ONE OF THE BEST MUSICIANS
The bridal couple requested Yiddishe Cup play “La Vie en Rose” for the first dance. I figured they wanted the Edith Piaf French version, but no, they wanted the Louis Armstrong English version.
Yiddishe Cup’s keyboard player and singer, Alan Douglass, does a terrific gravelly voiced Louis impersonation, and I played the trumpet part on clarinet. We didn’t have a trumpet player on the gig. I added embellishments, but I didn’t overdo it.
After the dance, Alan said to me, “You exceeded my expectations.”

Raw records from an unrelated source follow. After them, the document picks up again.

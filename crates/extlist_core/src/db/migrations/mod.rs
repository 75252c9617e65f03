//! SQLite migration registry and executor.
//!
//! # Responsibility
//! - Register schema migrations in strictly increasing order.
//! - Apply pending migrations atomically.
//!
//! # Invariants
//! - `version` values must remain monotonic.
//! - Applied migration version is mirrored to `PRAGMA user_version`.

use crate::db::{DbError, DbResult};
use log::info;
use rusqlite::Connection;

#[derive(Debug, Clone, Copy)]
struct Migration {
    version: u32,
    sql: &'static str,
}

const MIGRATIONS: &[Migration] = &[Migration {
    version: 1,
    sql: include_str!("0001_preferences.sql"),
}];

/// Returns the latest migration version known by this binary.
pub fn latest_version() -> u32 {
    MIGRATIONS.last().map_or(0, |migration| migration.version)
}

/// Applies all pending migrations on the provided connection.
pub fn apply_migrations(conn: &mut Connection) -> DbResult<()> {
    let current_version = current_user_version(conn)?;
    let latest = latest_version();

    if current_version > latest {
        return Err(DbError::UnsupportedSchemaVersion {
            db_version: current_version,
            latest_supported: latest,
        });
    }

    if current_version == latest {
        return Ok(());
    }

    let tx = conn.transaction()?;
    for migration in MIGRATIONS {
        if migration.version <= current_version {
            continue;
        }

        tx.execute_batch(migration.sql)?;
        tx.execute_batch(&format!("PRAGMA user_version = {};", migration.version))?;
    }
    tx.commit()?;

    info!(
        "event=db_migrate module=db status=ok from_version={} to_version={}",
        current_version, latest
    );
    Ok(())
}

fn current_user_version(conn: &Connection) -> DbResult<u32> {
    let version = conn.query_row("PRAGMA user_version;", [], |row| row.get::<_, u32>(0))?;
    Ok(version)
}
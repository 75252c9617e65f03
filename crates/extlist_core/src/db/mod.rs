//! SQLite storage bootstrap for the local preference store.
//!
//! # Responsibility
//! - Open and configure SQLite connections backing persisted preferences.
//! - Apply schema migrations in deterministic order.
//!
//! # Invariants
//! - Migration version is tracked via `PRAGMA user_version`.
//! - Preferences must not be read or written before migrations succeed.

use std::error::Error;
use std::fmt::{Display, Formatter};

pub mod migrations;
mod open;

pub use open::{open_db, open_db_in_memory};

pub type DbResult<T> = Result<T, DbError>;

#[derive(Debug)]
pub enum DbError {
    Sqlite(rusqlite::Error),
    UnsupportedSchemaVersion {
        db_version: u32,
        latest_supported: u32,
    },
}

impl Display for DbError {
    fn fmt(&self, f: &mut Formatter<'_>) -> std::fmt::Result {
        match self {
            Self::Sqlite(err) => write!(f, "{err}"),
            Self::UnsupportedSchemaVersion {
                db_version,
                latest_supported,
            } => write!(
                f,
                "preference store schema version {db_version} is newer than supported {latest_supported}"
            ),
        }
    }
}

impl Error for DbError {
    fn source(&self) -> Option<&(dyn Error + 'static)> {
        match self {
            Self::Sqlite(err) => Some(err),
            Self::UnsupportedSchemaVersion { .. } => None,
        }
    }
}

impl From<rusqlite::Error> for DbError {
    fn from(value: rusqlite::Error) -> Self {
        Self::Sqlite(value)
    }
}
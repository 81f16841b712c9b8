//! Domain models for ASG lookup.
//!
//! - [`Subscription`] - Azure subscription visible to the credential
//! - [`RawAsg`] and [`Asg`] - Application Security Group as listed and as written

mod asg;
mod subscription;

// Re-export public types
pub use asg::{resource_group_from_id, Asg, RawAsg};
pub use subscription::Subscription;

Wow. Alan rarely compliments me. Alan is one of the best musicians in town, and he doesn’t dole out compliments lightly. Alan writes music parts from memory. He hears the music in his head and writes out all the horn parts, or whatever. He doesn’t need to be near an instrument to do it, either.
Alan plays keys, bass, guitar and drums. Cello, too. Plus he sings. He attended music school at Cleveland State. He was an original member of the Kleveland Klezmorim. He’s an original member of Yiddishe Cup, too. We started out in 1988.
Jack, my son the musician, says Alan is at L.A.-pro level. Jack should know. Alan “hears everything,” according to Joe Hunter, Cleveland’s preeminent jazz pianist.
Yiddishe Cup / Funk A Deli now has “La Vie en Rose” on its playlist. We’ll play the song at nursing home gigs and for a slow dance at our next wedding gig. I hope Alan will compliment me again.
“That exceeded my expectations.” Don’t parse that too closely.
2 comments
According to a very good play I saw in Toronto, which dealt with the speculative relationship between Piaf and Dietrich, Piaf let Dietrich perform that song but wanted it to be sung exclusively in French.Dietrich didn’t always honor that request.
Louis Armstrong doing Hava Nagila, I can hear it now.